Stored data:
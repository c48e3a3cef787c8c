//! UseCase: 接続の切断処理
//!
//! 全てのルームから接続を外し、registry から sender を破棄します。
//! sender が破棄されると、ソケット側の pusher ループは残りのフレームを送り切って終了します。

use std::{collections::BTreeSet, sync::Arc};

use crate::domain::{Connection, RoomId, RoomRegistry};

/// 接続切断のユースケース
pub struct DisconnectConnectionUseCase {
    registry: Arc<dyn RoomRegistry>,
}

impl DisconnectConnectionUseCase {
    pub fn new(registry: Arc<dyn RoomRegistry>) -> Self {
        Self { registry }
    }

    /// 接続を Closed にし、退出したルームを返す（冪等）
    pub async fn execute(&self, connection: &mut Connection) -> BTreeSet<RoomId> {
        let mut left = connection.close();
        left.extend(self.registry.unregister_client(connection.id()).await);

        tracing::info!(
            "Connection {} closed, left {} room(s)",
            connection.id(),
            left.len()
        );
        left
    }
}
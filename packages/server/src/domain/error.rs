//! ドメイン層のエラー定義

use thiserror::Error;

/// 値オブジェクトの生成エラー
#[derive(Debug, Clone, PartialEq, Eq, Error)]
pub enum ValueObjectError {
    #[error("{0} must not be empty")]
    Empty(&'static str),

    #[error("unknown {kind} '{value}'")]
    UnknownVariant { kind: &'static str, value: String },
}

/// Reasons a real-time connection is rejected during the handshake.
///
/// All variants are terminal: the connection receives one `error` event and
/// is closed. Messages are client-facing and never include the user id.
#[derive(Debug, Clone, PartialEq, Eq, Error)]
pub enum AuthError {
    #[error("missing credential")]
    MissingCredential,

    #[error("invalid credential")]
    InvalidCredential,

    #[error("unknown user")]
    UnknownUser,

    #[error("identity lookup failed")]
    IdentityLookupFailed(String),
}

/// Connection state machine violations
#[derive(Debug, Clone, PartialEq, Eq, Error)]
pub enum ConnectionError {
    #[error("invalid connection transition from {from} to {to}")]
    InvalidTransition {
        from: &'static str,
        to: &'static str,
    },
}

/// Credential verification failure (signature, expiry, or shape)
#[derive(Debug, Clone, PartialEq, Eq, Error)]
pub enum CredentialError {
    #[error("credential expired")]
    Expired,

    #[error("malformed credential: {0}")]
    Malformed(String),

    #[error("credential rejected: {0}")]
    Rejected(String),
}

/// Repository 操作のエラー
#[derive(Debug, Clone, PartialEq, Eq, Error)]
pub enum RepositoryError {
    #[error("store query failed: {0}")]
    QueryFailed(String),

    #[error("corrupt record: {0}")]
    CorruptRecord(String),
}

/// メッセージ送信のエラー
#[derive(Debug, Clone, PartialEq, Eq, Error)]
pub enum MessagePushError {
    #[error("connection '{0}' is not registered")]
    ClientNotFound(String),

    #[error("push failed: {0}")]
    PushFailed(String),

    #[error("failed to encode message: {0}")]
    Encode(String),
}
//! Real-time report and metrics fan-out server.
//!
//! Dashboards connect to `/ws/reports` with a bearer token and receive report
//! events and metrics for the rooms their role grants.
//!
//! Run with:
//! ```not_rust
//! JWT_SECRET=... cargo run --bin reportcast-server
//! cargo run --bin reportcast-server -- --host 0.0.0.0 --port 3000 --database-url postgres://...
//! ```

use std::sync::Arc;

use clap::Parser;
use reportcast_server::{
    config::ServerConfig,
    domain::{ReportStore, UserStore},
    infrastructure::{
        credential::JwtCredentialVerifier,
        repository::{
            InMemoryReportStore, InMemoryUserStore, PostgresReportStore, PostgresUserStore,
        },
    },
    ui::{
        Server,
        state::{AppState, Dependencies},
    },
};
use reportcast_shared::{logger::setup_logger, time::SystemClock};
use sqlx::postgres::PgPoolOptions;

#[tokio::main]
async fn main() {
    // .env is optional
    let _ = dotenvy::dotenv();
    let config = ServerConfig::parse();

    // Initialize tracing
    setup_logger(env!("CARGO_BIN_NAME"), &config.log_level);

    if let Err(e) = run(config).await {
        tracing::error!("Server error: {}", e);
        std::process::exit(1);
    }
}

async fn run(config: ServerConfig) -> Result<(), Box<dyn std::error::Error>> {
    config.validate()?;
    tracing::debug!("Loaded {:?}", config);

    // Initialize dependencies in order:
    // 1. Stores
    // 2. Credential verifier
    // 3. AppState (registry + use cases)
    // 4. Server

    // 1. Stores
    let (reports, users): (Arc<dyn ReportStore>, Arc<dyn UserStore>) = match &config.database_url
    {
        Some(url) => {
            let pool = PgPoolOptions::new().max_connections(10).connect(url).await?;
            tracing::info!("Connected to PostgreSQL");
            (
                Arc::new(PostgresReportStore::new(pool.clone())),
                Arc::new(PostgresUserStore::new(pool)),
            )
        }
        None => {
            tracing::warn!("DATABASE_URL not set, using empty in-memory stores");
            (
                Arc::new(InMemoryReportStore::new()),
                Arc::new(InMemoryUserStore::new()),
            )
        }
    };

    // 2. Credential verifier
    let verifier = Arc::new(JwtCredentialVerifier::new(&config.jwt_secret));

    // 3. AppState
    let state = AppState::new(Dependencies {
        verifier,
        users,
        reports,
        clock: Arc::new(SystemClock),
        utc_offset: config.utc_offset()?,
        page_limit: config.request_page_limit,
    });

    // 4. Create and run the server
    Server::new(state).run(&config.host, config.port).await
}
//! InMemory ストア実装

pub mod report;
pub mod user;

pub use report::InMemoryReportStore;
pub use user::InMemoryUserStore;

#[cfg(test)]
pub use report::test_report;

# [Prompt]
Set down all of the entries exactly, please.

# [Answer section]
repository c48e3a3cef787c8c
//! UseCase: 接続の切断処理
//!
//! 全てのルームから接続を外し、registry から sender を破棄します。
//! sender が破棄されると、ソケット側の pusher ループは残りのフレームを送り切って終了します。

use std::{collections::BTreeSet, sync::Arc};

use crate::domain::{Connection, RoomId, RoomRegistry};

/// 接続切断のユースケース
pub struct DisconnectConnectionUseCase {
    registry: Arc<dyn RoomRegistry>,
}

impl DisconnectConnectionUseCase {
    pub fn new(registry: Arc<dyn RoomRegistry>) -> Self {
        Self { registry }
    }

    /// 接続を Closed にし、退出したルームを返す（冪等）
    pub async fn execute(&self, connection: &mut Connection) -> BTreeSet<RoomId> {
        let mut left = connection.close();
        left.extend(self.registry.unregister_client(connection.id()).await);

        tracing::info!(
            "Connection {} closed, left {} room(s)",
            connection.id(),
            left.len()
        );
        left
    }
}
filename packages/server/src/domain/error.rs
//! ドメイン層のエラー定義

use thiserror::Error;

/// 値オブジェクトの生成エラー
#[derive(Debug, Clone, PartialEq, Eq, Error)]
pub enum ValueObjectError {
    #[error("{0} must not be empty")]
    Empty(&'static str),

    #[error("unknown {kind} '{value}'")]
    UnknownVariant { kind: &'static str, value: String },
}

/// Reasons a real-time connection is rejected during the handshake.
///
/// All variants are terminal: the connection receives one `error` event and
/// is closed. Messages are client-facing and never include the user id.
#[derive(Debug, Clone, PartialEq, Eq, Error)]
pub enum AuthError {
    #[error("missing credential")]
    MissingCredential,

    #[error("invalid credential")]
    InvalidCredential,

    #[error("unknown user")]
    UnknownUser,

    #[error("identity lookup failed")]
    IdentityLookupFailed(String),
}

/// Connection state machine violations
#[derive(Debug, Clone, PartialEq, Eq, Error)]
pub enum ConnectionError {
    #[error("invalid connection transition from {from} to {to}")]
    InvalidTransition {
        from: &'static str,
        to: &'static str,
    },
}

/// Credential verification failure (signature, expiry, or shape)
#[derive(Debug, Clone, PartialEq, Eq, Error)]
pub enum CredentialError {
    #[error("credential expired")]
    Expired,

    #[error("malformed credential: {0}")]
    Malformed(String),

    #[error("credential rejected: {0}")]
    Rejected(String),
}

/// Repository 操作のエラー
#[derive(Debug, Clone, PartialEq, Eq, Error)]
pub enum RepositoryError {
    #[error("store query failed: {0}")]
    QueryFailed(String),

    #[error("corrupt record: {0}")]
    CorruptRecord(String),
}

/// メッセージ送信のエラー
#[derive(Debug, Clone, PartialEq, Eq, Error)]
pub enum MessagePushError {
    #[error("connection '{0}' is not registered")]
    ClientNotFound(String),

    #[error("push failed: {0}")]
    PushFailed(String),

    #[error("failed to encode message: {0}")]
    Encode(String),
}
//! Real-time report and metrics fan-out server.
//!
//! Dashboards connect to `/ws/reports` with a bearer token and receive report
//! events and metrics for the rooms their role grants.
//!
//! Run with:
//! ```not_rust
//! JWT_SECRET=... cargo run --bin reportcast-server
//! cargo run --bin reportcast-server -- --host 0.0.0.0 --port 3000 --database-url postgres://...
//! ```

use std::sync::Arc;

use clap::Parser;
use reportcast_server::{
    config::ServerConfig,
    domain::{ReportStore, UserStore},
    infrastructure::{
        credential::JwtCredentialVerifier,
        repository::{
            InMemoryReportStore, InMemoryUserStore, PostgresReportStore, PostgresUserStore,
        },
    },
    ui::{
        Server,
        state::{AppState, Dependencies},
    },
};
use reportcast_shared::{logger::setup_logger, time::SystemClock};
use sqlx::postgres::PgPoolOptions;

#[tokio::main]
async fn main() {
    // .env is optional
    let _ = dotenvy::dotenv();
    let config = ServerConfig::parse();

    // Initialize tracing
    setup_logger(env!("CARGO_BIN_NAME"), &config.log_level);

    if let Err(e) = run(config).await {
        tracing::error!("Server error: {}", e);
        std::process::exit(1);
    }
}

async fn run(config: ServerConfig) -> Result<(), Box<dyn std::error::Error>> {
    config.validate()?;
    tracing::debug!("Loaded {:?}", config);

    // Initialize dependencies in order:
    // 1. Stores
    // 2. Credential verifier
    // 3. AppState (registry + use cases)
    // 4. Server

    // 1. Stores
    let (reports, users): (Arc<dyn ReportStore>, Arc<dyn UserStore>) = match &config.database_url
    {
        Some(url) => {
            let pool = PgPoolOptions::new().max_connections(10).connect(url).await?;
            tracing::info!("Connected to PostgreSQL");
            (
                Arc::new(PostgresReportStore::new(pool.clone())),
                Arc::new(PostgresUserStore::new(pool)),
            )
        }
        None => {
            tracing::warn!("DATABASE_URL not set, using empty in-memory stores");
            (
                Arc::new(InMemoryReportStore::new()),
                Arc::new(InMemoryUserStore::new()),
            )
        }
    };

    // 2. Credential verifier
    let verifier = Arc::new(JwtCredentialVerifier::new(&config.jwt_secret));

    // 3. AppState
    let state = AppState::new(Dependencies {
        verifier,
        users,
        reports,
        clock: Arc::new(SystemClock),
        utc_offset: config.utc_offset()?,
        page_limit: config.request_page_limit,
    });

    // 4. Create and run the server
    Server::new(state).run(&config.host, config.port).await
}
//! InMemory ストア実装

pub mod report;
pub mod user;

pub use report::InMemoryReportStore;
pub use user::InMemoryUserStore;

#[cfg(test)]
pub use report::test_report;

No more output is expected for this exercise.